Fossil fuel pricing is an area generally referred to as “market failure” by economists since many of the costs associated with fossil fuel consumption, such as adverse effects on air, soil, forests, human health and climate are not reflected by market prices. In other words, the market prices do not include the social costs of using fossil fuels for energy generation. Thus, the price of energy generation from fossil fuels based only on market prices does not reflect the true cost of fossil fuel consumption. Basing investment and consumption decisions for energy generation from fossil fuels on market prices without attention to external costs is misleading from a social perspective. In the case of costs of emissions that cause climate change, the social costs are not just national or regional but also global. Estimating the external costs of fossil fuel consumption and reflecting it in actual costs, either through taxes or emissions trading, has thus become part of the international agenda. In case of Turkey, where emissions trading, carbon or fossil fuel taxes are not yet implemented nationally, European Union countries are preparing to impose border taxes on their imports of Turkish products based on the carbon content production.

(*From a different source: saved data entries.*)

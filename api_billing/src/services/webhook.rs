use chrono::{DateTime, Utc};
use common::{
    error::{AppError, Res},
    plan::{Plan, PlanCatalog},
};
use sqlx::PgPool;
use stripe::{
    CheckoutSessionMode, Client, Customer, Event, EventObject, EventType, Expandable, Invoice,
    Subscription, SubscriptionStatus, Webhook,
};

/// Creates an event for the webhook based on the request payload and
/// signature. Requires the webhook signing secret; a tampered body or bad
/// signature fails here, before any side effect.
pub fn construct_event(payload: &str, signature: &str, webhook_secret: &str) -> Res<Event> {
    match Webhook::construct_event(payload, signature, webhook_secret) {
        Ok(event) => Ok(event),
        Err(e) => {
            log::error!("Error constructing webhook event: {}", e);
            Err(AppError::BadRequest(format!("Webhook Error: {}", e)))
        }
    }
}

/// Subscription statuses that keep the paid plan applied. Anything else
/// (canceled, incomplete, paused) leaves the user row untouched.
pub fn status_is_entitled(status: SubscriptionStatus) -> bool {
    matches!(
        status,
        SubscriptionStatus::Active
            | SubscriptionStatus::Trialing
            | SubscriptionStatus::PastDue
            | SubscriptionStatus::Unpaid
    )
}

pub fn subscription_price_id(subscription: &Subscription) -> Option<String> {
    subscription
        .items
        .data
        .first()
        .and_then(|item| item.price.as_ref())
        .map(|price| price.id.to_string())
}

/// Price id and period end from the invoice line items. The invoice is the
/// preferred source of truth on renewal, since the subscription object can
/// lag behind it.
pub fn invoice_price_and_period(invoice: &Invoice) -> (Option<String>, Option<i64>) {
    let line = invoice.lines.as_ref().and_then(|lines| lines.data.first());
    let price_id = line
        .and_then(|line| line.price.as_ref())
        .map(|price| price.id.to_string());
    let period_end = line
        .and_then(|line| line.period.as_ref())
        .and_then(|period| period.end);
    (price_id, period_end)
}

fn expandable_customer_id(customer: &Expandable<Customer>) -> String {
    match customer {
        Expandable::Id(id) => id.to_string(),
        Expandable::Object(customer) => customer.id.to_string(),
    }
}

fn unix_to_datetime(ts: i64) -> Option<DateTime<Utc>> {
    DateTime::from_timestamp(ts, 0)
}

/// Row update derived from a verified event. Deriving it is pure; the
/// database write happens in `apply_update`.
#[derive(Debug, PartialEq)]
pub enum PlanUpdate {
    Apply {
        plan: Plan,
        period_end: Option<i64>,
        reset_usage: bool,
    },
    Skip,
}

fn plan_update(
    catalog: &PlanCatalog,
    price_id: &str,
    period_end: Option<i64>,
    reset_usage: bool,
) -> PlanUpdate {
    match catalog.plan_for_price(price_id) {
        Some(plan) => PlanUpdate::Apply {
            plan,
            period_end,
            reset_usage,
        },
        // An unmapped price id is acknowledged without an update, so a
        // misconfigured environment never clobbers a user's plan.
        None => {
            log::warn!("No plan mapped for price {}, skipping update", price_id);
            PlanUpdate::Skip
        }
    }
}

/// Update for a created or updated subscription. The usage counter is left
/// alone; only a paid invoice resets it.
pub fn subscription_update(catalog: &PlanCatalog, subscription: &Subscription) -> PlanUpdate {
    if !status_is_entitled(subscription.status) {
        log::info!(
            "Ignoring subscription {} in status {}",
            subscription.id,
            subscription.status
        );
        return PlanUpdate::Skip;
    }
    let Some(price_id) = subscription_price_id(subscription) else {
        log::warn!("Subscription {} carries no price", subscription.id);
        return PlanUpdate::Skip;
    };
    plan_update(
        catalog,
        &price_id,
        Some(subscription.current_period_end),
        false,
    )
}

/// Update for a paid invoice: plan re-derived from the invoice line and the
/// usage counter reset for the new cycle.
pub fn invoice_update(catalog: &PlanCatalog, invoice: &Invoice) -> PlanUpdate {
    let (price_id, period_end) = invoice_price_and_period(invoice);
    let Some(price_id) = price_id else {
        log::warn!("Invoice {} carries no price line", invoice.id);
        return PlanUpdate::Skip;
    };
    plan_update(catalog, &price_id, period_end, true)
}

async fn apply_update(pool: &PgPool, customer_id: &str, update: PlanUpdate) -> Res<()> {
    let PlanUpdate::Apply {
        plan,
        period_end,
        reset_usage,
    } = update
    else {
        return Ok(());
    };

    let period_end = period_end.and_then(unix_to_datetime);
    let rows = if reset_usage {
        db::user::reset_cycle(
            pool,
            customer_id,
            plan.as_str(),
            plan.credit_allowance(),
            period_end,
        )
        .await?
    } else {
        db::user::apply_plan_change(
            pool,
            customer_id,
            plan.as_str(),
            plan.credit_allowance(),
            period_end,
        )
        .await?
    };

    if rows == 0 {
        log::warn!("No user row for Stripe customer {}", customer_id);
    } else {
        log::info!("Customer {} set to plan {}", customer_id, plan);
    }
    Ok(())
}

/// Processes a verified webhook event. Every branch is an idempotent
/// upsert keyed by customer id, so provider redelivery is safe.
pub async fn process_event(
    pool: &PgPool,
    catalog: &PlanCatalog,
    client: &Client,
    event: Event,
) -> Res<()> {
    log::info!("Processing webhook event: {}", event.type_);

    match event.type_ {
        EventType::CheckoutSessionCompleted => {
            if let EventObject::CheckoutSession(session) = event.data.object {
                if session.mode != CheckoutSessionMode::Subscription {
                    return Ok(());
                }
                let Some(customer) = session.customer.as_ref() else {
                    return Ok(());
                };
                let customer_id = expandable_customer_id(customer);

                // The session only references the subscription; the price id
                // lives on the subscription object itself.
                let subscription = match session.subscription {
                    Some(Expandable::Object(subscription)) => *subscription,
                    Some(Expandable::Id(id)) => Subscription::retrieve(client, &id, &[])
                        .await
                        .map_err(AppError::from)?,
                    None => return Ok(()),
                };
                let update = subscription_update(catalog, &subscription);
                apply_update(pool, &customer_id, update).await?;
            }
        }
        EventType::CustomerSubscriptionCreated | EventType::CustomerSubscriptionUpdated => {
            if let EventObject::Subscription(subscription) = event.data.object {
                let customer_id = expandable_customer_id(&subscription.customer);
                let update = subscription_update(catalog, &subscription);
                apply_update(pool, &customer_id, update).await?;
            }
        }
        EventType::InvoicePaymentSucceeded => {
            if let EventObject::Invoice(invoice) = event.data.object {
                let Some(customer) = invoice.customer.as_ref() else {
                    return Ok(());
                };
                let customer_id = expandable_customer_id(customer);
                let update = invoice_update(catalog, &invoice);
                apply_update(pool, &customer_id, update).await?;
            }
        }
        EventType::CustomerSubscriptionDeleted => {
            if let EventObject::Subscription(subscription) = event.data.object {
                let customer_id = expandable_customer_id(&subscription.customer);
                let rows =
                    db::user::reset_to_free(pool, &customer_id, Plan::Free.credit_allowance())
                        .await?;
                if rows == 0 {
                    log::warn!("No user row for Stripe customer {}", customer_id);
                } else {
                    log::info!("Customer {} reset to free plan", customer_id);
                }
            }
        }
        _ => {
            log::info!("Unhandled event type: {}", event.type_);
        }
    }

    Ok(())
}

#[cfg(test)]
mod tests {
    use super::*;
    use hmac::{Hmac, Mac};
    use sha2::Sha256;

    type HmacSha256 = Hmac<Sha256>;

    const SECRET: &str = "whsec_test123secret456";

    fn sign(payload: &str, secret: &str, timestamp: i64) -> String {
        let signed_payload = format!("{}.{}", timestamp, payload);
        let mut mac =
            HmacSha256::new_from_slice(secret.as_bytes()).expect("HMAC accepts any key size");
        mac.update(signed_payload.as_bytes());
        format!("t={},v1={}", timestamp, hex::encode(mac.finalize().into_bytes()))
    }

    fn now() -> i64 {
        chrono::Utc::now().timestamp()
    }

    #[test]
    fn tampered_payload_is_rejected() {
        let payload = r#"{"type":"checkout.session.completed"}"#;
        let header = sign(payload, SECRET, now());
        let tampered = r#"{"type":"customer.subscription.deleted"}"#;

        assert!(construct_event(tampered, &header, SECRET).is_err());
    }

    #[test]
    fn wrong_secret_is_rejected() {
        let payload = r#"{"type":"checkout.session.completed"}"#;
        let header = sign(payload, "whsec_other", now());

        assert!(construct_event(payload, &header, SECRET).is_err());
    }

    #[test]
    fn malformed_signature_header_is_rejected() {
        let payload = r#"{"type":"checkout.session.completed"}"#;

        assert!(construct_event(payload, "not-a-signature", SECRET).is_err());
        assert!(construct_event(payload, "", SECRET).is_err());
    }

    #[test]
    fn stale_timestamp_is_rejected() {
        let payload = r#"{"type":"checkout.session.completed"}"#;
        // 10 minutes old, beyond the default tolerance
        let header = sign(payload, SECRET, now() - 600);

        assert!(construct_event(payload, &header, SECRET).is_err());
    }

    fn catalog() -> PlanCatalog {
        PlanCatalog {
            light_price_id: "price_light".to_string(),
            basic_price_id: "price_basic".to_string(),
            pro_price_id: "price_pro".to_string(),
        }
    }

    fn invoice_fixture(price_id: &str, period_end: i64) -> Invoice {
        serde_json::from_value(serde_json::json!({
            "id": "in_test123",
            "customer": "cus_test123",
            "lines": {
                "data": [{
                    "id": "il_test123",
                    "amount": 900,
                    "currency": "usd",
                    "discountable": false,
                    "livemode": false,
                    "metadata": {},
                    "proration": false,
                    "type": "subscription",
                    "price": { "id": price_id },
                    "period": { "start": period_end - 2_592_000, "end": period_end }
                }],
                "has_more": false,
                "url": "/v1/invoices/in_test123/lines"
            }
        }))
        .expect("invoice fixture deserializes")
    }

    fn subscription_fixture(status: &str, price_id: &str) -> Subscription {
        serde_json::from_value(serde_json::json!({
            "id": "sub_test123",
            "automatic_tax": { "enabled": false },
            "billing_cycle_anchor": 1_735_689_600,
            "cancel_at_period_end": false,
            "created": 1_735_689_600,
            "currency": "usd",
            "current_period_start": 1_735_689_600,
            "current_period_end": 1_738_368_000,
            "customer": "cus_test123",
            "items": {
                "data": [{
                    "id": "si_test123",
                    "price": { "id": price_id }
                }],
                "has_more": false,
                "url": "/v1/subscription_items?subscription=sub_test123"
            },
            "livemode": false,
            "metadata": {},
            "start_date": 1_735_689_600,
            "status": status
        }))
        .expect("subscription fixture deserializes")
    }

    #[test]
    fn invoice_line_yields_price_and_period() {
        let invoice = invoice_fixture("price_basic", 1_738_368_000);
        let (price_id, period_end) = invoice_price_and_period(&invoice);
        assert_eq!(price_id.as_deref(), Some("price_basic"));
        assert_eq!(period_end, Some(1_738_368_000));
    }

    #[test]
    fn invoice_without_lines_yields_nothing() {
        let invoice: Invoice = serde_json::from_value(serde_json::json!({ "id": "in_empty" }))
            .expect("bare invoice deserializes");
        assert_eq!(invoice_price_and_period(&invoice), (None, None));
    }

    #[test]
    fn paid_invoice_resets_usage_for_the_mapped_plan() {
        let invoice = invoice_fixture("price_basic", 1_738_368_000);
        assert_eq!(
            invoice_update(&catalog(), &invoice),
            PlanUpdate::Apply {
                plan: Plan::Basic,
                period_end: Some(1_738_368_000),
                reset_usage: true,
            }
        );
        assert_eq!(Plan::Basic.credit_allowance(), 300);
    }

    #[test]
    fn subscription_change_applies_plan_without_resetting_usage() {
        let subscription = subscription_fixture("active", "price_light");
        assert_eq!(
            subscription_update(&catalog(), &subscription),
            PlanUpdate::Apply {
                plan: Plan::Light,
                period_end: Some(1_738_368_000),
                reset_usage: false,
            }
        );
    }

    #[test]
    fn canceled_subscription_is_skipped() {
        let subscription = subscription_fixture("canceled", "price_light");
        assert_eq!(subscription_update(&catalog(), &subscription), PlanUpdate::Skip);
    }

    #[test]
    fn unmapped_price_is_skipped() {
        let subscription = subscription_fixture("active", "price_legacy");
        assert_eq!(subscription_update(&catalog(), &subscription), PlanUpdate::Skip);
        let invoice = invoice_fixture("price_legacy", 1_738_368_000);
        assert_eq!(invoice_update(&catalog(), &invoice), PlanUpdate::Skip);
    }

    #[test]
    fn entitlement_follows_subscription_status() {
        assert!(status_is_entitled(SubscriptionStatus::Active));
        assert!(status_is_entitled(SubscriptionStatus::Trialing));
        assert!(status_is_entitled(SubscriptionStatus::PastDue));
        assert!(status_is_entitled(SubscriptionStatus::Unpaid));
        assert!(!status_is_entitled(SubscriptionStatus::Canceled));
        assert!(!status_is_entitled(SubscriptionStatus::Incomplete));
        assert!(!status_is_entitled(SubscriptionStatus::IncompleteExpired));
    }
}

This study, covering fossil fuel use in power generation, heating, and road transport sectors in Turkey, constituting 89% of total fossil fuel use, was performed with 2018 data. Results are presented by sectors for each of the seven geographical regions of Turkey, distributed by type of fuel and pollutant. Total annual external costs of fossil fuel use in Turkey, based on the emissions calculated for each sector, is estimated to be around 10 billion Euros (11 billion US$). The magnitude of the external costs of fossil fuel consumption corresponds to about 1.5 percent of GDP and about 1/3 of total annual health expenditures.
The results of the study reveal that the magnitude of fossil fuel costs not reflected in prices is considerably high. The externality cost figures calculated for Turkey in this study should be considered a low-end estimate in the light of higher figures implied in other studies. Comparison with emissions estimates in Emissions Data for Global Atmospheric Research (EDGAR) of the European Commission Joint Research Centre suggests that the upper bound of the external costs for sectors included in this study may reach 20 billion Euros. Thus, the potential socioeconomic benefits of avoiding the costs of fossil fuel use can be substantial and need to be further studied and incorporated into the design of energy and economic development policies of Turkey.